_DIRECTIONS FOR THIS TASK_
Check the entries below and say how many lines include the word "global". No other text is wanted.

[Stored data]
· · · · · · ·

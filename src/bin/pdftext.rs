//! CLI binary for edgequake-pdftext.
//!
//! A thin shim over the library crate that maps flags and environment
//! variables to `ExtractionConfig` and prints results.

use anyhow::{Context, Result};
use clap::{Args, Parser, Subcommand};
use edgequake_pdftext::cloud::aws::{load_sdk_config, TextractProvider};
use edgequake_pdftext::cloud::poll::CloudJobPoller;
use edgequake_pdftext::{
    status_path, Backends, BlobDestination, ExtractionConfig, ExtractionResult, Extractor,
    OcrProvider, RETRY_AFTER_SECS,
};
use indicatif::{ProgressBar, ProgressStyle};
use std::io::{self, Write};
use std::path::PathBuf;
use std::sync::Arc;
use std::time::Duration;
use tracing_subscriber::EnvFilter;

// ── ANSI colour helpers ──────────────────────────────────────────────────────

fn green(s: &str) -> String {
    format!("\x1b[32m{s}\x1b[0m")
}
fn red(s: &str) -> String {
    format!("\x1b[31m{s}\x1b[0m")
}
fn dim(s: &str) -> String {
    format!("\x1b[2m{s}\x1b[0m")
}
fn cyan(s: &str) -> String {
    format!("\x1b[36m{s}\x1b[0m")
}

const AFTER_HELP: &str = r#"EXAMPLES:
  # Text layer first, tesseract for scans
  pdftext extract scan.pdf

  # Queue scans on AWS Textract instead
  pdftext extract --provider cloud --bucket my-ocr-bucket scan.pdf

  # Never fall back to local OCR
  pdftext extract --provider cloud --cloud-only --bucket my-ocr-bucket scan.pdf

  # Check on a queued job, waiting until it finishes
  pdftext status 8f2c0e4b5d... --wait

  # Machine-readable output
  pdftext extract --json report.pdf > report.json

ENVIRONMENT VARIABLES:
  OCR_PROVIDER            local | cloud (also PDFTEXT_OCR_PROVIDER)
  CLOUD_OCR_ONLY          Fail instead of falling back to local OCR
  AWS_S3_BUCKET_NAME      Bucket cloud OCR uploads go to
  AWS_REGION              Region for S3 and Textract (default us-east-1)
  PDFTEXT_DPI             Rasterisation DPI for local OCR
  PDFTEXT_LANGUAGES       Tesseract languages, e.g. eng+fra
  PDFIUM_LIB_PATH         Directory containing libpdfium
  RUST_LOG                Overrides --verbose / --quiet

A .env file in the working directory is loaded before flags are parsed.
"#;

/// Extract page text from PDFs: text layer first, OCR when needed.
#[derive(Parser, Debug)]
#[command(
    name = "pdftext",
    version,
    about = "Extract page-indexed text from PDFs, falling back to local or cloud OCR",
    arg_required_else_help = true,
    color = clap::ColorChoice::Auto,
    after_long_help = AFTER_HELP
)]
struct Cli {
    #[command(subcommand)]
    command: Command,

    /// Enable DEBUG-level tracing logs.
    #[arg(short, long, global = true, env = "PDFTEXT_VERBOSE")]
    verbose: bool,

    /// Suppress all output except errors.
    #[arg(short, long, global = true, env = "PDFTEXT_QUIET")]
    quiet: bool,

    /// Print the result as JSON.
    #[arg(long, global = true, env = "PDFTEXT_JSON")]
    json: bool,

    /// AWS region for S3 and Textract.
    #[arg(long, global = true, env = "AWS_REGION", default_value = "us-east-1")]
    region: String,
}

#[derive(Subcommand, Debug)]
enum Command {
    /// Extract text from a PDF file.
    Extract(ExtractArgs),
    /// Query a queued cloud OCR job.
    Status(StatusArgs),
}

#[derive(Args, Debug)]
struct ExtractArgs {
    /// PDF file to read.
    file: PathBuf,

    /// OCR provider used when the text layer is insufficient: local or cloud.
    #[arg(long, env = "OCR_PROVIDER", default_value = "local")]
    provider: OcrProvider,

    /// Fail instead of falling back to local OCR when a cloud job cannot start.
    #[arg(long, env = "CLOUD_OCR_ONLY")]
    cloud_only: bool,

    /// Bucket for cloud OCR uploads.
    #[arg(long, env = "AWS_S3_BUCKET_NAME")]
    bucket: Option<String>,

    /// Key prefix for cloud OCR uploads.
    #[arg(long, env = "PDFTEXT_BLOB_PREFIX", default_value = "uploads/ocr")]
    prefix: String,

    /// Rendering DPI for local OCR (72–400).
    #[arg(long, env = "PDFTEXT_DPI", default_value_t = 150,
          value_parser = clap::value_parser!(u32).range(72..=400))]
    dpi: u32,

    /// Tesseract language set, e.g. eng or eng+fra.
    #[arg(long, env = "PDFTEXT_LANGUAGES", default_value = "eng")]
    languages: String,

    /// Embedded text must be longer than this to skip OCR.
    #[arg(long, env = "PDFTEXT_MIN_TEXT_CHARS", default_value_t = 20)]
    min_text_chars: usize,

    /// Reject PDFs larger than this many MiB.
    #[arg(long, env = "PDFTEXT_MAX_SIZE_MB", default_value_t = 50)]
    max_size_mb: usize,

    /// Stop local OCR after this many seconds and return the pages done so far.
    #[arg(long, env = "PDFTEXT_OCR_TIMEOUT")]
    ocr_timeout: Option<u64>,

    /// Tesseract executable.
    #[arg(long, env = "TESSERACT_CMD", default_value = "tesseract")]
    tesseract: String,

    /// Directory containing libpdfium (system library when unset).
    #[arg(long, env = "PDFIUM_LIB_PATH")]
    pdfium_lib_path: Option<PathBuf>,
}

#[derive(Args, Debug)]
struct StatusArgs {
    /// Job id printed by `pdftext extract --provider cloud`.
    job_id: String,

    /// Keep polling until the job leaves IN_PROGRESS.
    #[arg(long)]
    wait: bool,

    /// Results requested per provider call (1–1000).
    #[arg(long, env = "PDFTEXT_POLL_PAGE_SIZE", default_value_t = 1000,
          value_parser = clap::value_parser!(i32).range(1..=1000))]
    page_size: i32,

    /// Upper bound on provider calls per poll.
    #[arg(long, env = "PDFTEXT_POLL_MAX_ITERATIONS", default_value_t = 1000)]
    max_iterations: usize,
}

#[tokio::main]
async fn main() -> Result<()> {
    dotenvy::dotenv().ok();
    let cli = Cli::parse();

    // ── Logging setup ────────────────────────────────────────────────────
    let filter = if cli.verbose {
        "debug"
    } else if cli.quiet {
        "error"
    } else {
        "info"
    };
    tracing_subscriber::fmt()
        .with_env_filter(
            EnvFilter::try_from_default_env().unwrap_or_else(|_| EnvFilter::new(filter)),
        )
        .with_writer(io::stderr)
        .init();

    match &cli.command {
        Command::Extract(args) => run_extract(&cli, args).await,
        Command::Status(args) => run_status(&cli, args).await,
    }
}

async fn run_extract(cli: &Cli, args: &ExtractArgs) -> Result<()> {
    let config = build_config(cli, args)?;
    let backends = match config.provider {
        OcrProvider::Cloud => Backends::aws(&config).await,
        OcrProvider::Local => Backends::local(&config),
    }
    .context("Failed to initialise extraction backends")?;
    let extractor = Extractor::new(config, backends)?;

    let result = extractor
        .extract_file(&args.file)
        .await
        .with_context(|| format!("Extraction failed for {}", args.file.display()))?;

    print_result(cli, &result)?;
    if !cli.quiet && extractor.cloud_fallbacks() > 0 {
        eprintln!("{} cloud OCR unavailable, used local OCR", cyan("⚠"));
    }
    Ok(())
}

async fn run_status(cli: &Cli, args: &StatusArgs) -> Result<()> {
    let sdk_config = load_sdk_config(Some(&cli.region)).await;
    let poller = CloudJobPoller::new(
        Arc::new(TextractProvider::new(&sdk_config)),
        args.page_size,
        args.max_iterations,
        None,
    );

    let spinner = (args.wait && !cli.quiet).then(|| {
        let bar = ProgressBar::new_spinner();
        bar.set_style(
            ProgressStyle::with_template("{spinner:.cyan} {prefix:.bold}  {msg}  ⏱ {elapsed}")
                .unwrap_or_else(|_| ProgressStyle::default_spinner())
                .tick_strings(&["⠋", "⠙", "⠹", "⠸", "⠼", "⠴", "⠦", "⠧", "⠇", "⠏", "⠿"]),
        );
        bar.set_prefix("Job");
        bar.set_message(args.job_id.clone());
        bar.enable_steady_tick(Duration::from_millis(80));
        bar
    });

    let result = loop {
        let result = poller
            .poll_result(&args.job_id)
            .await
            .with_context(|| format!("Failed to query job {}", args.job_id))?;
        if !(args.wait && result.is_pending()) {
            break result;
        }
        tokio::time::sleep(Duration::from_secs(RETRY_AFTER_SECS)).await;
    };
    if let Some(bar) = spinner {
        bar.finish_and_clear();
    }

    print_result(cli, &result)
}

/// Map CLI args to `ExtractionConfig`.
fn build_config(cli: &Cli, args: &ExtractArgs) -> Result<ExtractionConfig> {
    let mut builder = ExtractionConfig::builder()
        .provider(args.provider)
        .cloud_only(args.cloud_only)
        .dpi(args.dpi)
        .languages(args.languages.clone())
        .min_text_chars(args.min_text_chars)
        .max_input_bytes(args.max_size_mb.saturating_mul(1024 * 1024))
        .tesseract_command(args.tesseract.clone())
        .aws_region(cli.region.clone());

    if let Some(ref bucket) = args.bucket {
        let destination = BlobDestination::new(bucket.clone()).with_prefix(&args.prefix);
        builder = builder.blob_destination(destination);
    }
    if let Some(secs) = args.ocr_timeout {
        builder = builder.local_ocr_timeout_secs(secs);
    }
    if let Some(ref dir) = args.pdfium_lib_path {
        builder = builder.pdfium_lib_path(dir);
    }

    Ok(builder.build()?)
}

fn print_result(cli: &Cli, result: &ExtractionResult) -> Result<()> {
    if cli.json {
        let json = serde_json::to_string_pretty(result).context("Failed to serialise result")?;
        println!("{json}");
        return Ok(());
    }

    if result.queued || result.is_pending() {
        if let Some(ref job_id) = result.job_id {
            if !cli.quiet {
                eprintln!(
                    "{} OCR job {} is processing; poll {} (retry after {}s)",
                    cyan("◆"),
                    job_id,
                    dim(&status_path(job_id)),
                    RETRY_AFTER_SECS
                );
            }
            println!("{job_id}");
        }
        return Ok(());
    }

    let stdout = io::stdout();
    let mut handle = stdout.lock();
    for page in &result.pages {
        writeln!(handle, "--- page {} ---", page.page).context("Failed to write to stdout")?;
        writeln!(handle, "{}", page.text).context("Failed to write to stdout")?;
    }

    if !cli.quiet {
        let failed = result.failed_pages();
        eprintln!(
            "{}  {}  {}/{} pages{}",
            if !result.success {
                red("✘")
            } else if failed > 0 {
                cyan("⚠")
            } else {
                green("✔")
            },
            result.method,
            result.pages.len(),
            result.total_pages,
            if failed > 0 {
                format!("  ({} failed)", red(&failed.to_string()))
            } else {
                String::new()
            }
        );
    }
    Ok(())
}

· · · · · · ·

_WRITTEN RESPONSE_
4